* **The problem**:
Copy each line containing the word "None" from the records that follow, please.

START Material to process

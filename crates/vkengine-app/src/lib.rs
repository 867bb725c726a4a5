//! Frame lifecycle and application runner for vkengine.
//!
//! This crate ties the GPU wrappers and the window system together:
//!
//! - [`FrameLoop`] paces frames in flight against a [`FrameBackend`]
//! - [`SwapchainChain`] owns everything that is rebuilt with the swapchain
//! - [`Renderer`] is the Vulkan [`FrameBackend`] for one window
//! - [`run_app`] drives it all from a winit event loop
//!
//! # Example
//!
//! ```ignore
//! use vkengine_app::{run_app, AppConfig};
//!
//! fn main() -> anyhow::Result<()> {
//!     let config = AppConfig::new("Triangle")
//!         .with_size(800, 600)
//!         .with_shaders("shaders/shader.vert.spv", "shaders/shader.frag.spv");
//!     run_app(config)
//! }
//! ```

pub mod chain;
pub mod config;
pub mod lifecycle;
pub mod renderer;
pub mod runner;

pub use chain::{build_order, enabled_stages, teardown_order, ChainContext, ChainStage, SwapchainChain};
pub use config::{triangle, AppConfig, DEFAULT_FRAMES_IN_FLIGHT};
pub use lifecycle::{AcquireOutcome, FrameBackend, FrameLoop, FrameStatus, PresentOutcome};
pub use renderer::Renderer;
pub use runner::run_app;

END Material to process
START Material to process

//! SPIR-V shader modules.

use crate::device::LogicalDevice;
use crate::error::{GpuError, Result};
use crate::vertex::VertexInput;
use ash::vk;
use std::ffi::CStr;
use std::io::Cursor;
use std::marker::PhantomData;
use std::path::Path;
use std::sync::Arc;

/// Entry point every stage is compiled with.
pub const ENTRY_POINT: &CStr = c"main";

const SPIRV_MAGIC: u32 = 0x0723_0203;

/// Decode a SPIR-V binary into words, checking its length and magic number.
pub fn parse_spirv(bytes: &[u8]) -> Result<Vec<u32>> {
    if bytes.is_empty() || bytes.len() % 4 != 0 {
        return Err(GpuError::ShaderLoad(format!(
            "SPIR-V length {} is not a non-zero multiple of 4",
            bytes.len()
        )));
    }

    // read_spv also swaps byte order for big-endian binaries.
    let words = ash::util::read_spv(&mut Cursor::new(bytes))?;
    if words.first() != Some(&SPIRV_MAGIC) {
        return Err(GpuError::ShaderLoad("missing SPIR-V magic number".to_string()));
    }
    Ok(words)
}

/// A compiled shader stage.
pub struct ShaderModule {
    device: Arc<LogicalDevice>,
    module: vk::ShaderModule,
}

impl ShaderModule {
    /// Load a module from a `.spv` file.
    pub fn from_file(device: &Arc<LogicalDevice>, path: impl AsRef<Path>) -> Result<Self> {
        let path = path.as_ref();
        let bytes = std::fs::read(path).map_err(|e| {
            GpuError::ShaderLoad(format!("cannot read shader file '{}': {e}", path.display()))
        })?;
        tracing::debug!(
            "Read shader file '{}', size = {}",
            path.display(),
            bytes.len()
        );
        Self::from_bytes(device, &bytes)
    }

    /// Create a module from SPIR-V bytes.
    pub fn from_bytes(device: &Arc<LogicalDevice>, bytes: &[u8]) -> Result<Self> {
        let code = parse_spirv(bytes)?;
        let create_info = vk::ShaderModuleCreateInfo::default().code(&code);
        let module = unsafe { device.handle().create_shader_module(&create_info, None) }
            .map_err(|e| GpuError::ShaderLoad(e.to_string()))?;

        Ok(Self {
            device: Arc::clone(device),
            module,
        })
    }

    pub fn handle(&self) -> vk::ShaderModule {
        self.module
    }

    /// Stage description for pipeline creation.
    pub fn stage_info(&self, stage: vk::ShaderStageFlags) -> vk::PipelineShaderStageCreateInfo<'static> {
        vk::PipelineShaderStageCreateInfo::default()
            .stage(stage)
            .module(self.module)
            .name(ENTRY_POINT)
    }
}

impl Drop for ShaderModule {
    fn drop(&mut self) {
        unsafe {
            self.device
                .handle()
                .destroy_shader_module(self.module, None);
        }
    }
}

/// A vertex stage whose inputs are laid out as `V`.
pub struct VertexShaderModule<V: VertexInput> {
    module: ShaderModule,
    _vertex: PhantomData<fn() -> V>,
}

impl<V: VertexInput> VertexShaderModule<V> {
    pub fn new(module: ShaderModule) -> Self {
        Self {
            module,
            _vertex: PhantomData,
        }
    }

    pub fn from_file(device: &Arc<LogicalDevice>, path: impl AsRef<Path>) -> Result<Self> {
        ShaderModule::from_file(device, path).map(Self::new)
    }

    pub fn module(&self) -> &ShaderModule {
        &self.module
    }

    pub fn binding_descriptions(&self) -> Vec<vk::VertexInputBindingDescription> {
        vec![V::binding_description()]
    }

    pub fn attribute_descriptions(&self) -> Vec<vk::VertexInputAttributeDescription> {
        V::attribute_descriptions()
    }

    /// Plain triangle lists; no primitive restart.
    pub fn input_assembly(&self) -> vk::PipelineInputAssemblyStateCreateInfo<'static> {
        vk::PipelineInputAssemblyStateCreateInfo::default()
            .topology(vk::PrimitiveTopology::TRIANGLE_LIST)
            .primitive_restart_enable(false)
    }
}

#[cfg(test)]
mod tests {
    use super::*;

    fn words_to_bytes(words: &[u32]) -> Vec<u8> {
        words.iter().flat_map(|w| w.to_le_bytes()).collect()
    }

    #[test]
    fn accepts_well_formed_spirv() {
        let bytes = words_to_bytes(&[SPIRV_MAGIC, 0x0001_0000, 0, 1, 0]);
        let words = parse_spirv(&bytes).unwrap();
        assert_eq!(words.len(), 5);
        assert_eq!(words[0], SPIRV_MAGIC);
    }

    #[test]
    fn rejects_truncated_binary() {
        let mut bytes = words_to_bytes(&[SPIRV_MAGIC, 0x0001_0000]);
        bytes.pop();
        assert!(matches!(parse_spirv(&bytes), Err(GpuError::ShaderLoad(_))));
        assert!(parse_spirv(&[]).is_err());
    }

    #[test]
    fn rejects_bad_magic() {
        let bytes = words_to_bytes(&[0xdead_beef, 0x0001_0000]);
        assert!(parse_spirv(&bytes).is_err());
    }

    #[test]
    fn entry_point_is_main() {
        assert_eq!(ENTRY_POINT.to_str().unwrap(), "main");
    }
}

END Material to process

* **Expected answer**:
        let module = unsafe { device.handle().create_shader_module(&create_info, None) }
                .destroy_shader_module(self.module, None);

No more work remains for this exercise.